State the count of lines below featuring the word "match", and write nothing further.

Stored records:
※ ※ ※

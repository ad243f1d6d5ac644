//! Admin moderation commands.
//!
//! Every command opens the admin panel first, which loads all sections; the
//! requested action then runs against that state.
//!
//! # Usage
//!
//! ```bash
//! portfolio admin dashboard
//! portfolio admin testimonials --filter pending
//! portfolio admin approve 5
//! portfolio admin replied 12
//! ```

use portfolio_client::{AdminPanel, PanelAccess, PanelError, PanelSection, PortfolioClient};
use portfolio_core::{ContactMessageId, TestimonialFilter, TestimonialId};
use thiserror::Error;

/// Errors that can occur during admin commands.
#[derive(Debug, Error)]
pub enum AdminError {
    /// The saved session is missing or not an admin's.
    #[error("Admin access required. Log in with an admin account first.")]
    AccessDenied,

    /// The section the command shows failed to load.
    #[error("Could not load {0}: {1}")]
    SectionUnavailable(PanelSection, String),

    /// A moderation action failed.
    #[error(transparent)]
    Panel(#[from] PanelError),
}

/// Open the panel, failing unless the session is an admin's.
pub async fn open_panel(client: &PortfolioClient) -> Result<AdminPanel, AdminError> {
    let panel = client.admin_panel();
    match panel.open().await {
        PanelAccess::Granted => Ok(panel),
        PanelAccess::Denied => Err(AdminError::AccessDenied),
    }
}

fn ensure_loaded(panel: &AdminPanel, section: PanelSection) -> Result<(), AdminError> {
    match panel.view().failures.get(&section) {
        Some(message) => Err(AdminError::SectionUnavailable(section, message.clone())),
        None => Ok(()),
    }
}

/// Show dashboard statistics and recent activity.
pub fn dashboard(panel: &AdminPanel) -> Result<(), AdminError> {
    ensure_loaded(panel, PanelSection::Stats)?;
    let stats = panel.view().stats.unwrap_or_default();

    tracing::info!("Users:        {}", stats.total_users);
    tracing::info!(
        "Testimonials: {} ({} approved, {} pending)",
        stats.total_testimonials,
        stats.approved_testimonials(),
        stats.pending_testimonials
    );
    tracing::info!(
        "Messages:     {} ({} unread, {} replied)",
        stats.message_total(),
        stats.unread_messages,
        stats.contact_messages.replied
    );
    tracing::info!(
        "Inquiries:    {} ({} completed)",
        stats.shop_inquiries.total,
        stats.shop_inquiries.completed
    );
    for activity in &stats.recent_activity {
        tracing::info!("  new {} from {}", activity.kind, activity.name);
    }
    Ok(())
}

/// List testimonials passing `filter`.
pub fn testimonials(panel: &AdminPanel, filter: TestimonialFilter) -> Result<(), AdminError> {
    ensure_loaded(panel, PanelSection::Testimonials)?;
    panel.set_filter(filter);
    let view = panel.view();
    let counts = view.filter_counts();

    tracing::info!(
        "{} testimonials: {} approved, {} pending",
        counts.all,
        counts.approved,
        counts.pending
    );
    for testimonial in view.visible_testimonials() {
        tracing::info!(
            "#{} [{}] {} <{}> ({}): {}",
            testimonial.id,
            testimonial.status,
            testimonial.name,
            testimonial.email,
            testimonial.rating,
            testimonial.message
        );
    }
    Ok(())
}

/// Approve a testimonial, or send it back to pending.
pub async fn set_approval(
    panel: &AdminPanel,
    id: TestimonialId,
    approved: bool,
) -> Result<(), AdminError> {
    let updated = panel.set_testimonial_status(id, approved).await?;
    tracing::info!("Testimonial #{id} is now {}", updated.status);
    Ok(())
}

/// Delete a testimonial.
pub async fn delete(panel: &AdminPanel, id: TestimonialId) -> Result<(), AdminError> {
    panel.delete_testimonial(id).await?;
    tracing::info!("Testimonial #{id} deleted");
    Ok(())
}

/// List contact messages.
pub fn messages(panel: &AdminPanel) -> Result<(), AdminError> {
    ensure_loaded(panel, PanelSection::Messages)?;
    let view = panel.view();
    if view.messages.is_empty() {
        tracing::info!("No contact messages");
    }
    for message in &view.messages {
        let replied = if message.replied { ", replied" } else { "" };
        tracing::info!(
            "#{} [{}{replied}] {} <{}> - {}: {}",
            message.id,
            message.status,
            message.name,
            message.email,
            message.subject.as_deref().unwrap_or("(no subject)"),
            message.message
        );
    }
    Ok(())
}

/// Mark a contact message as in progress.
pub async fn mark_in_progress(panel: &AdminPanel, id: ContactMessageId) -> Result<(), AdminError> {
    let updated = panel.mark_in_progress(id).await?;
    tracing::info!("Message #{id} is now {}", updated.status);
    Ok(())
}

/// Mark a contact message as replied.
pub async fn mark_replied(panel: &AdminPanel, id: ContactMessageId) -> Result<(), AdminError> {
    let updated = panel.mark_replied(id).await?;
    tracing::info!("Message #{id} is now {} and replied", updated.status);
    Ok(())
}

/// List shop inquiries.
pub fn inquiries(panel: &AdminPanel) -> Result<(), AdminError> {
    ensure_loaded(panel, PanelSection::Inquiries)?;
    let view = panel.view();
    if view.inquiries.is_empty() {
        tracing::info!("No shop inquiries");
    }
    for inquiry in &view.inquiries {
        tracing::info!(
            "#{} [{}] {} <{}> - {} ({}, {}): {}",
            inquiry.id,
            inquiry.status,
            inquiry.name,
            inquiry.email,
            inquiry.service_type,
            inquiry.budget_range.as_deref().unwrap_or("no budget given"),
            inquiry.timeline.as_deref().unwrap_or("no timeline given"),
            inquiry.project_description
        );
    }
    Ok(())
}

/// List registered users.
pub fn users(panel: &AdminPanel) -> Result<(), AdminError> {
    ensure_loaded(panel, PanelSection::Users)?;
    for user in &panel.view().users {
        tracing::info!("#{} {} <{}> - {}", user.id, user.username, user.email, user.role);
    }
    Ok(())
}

※ ※ ※

» **Solution for this problem**
2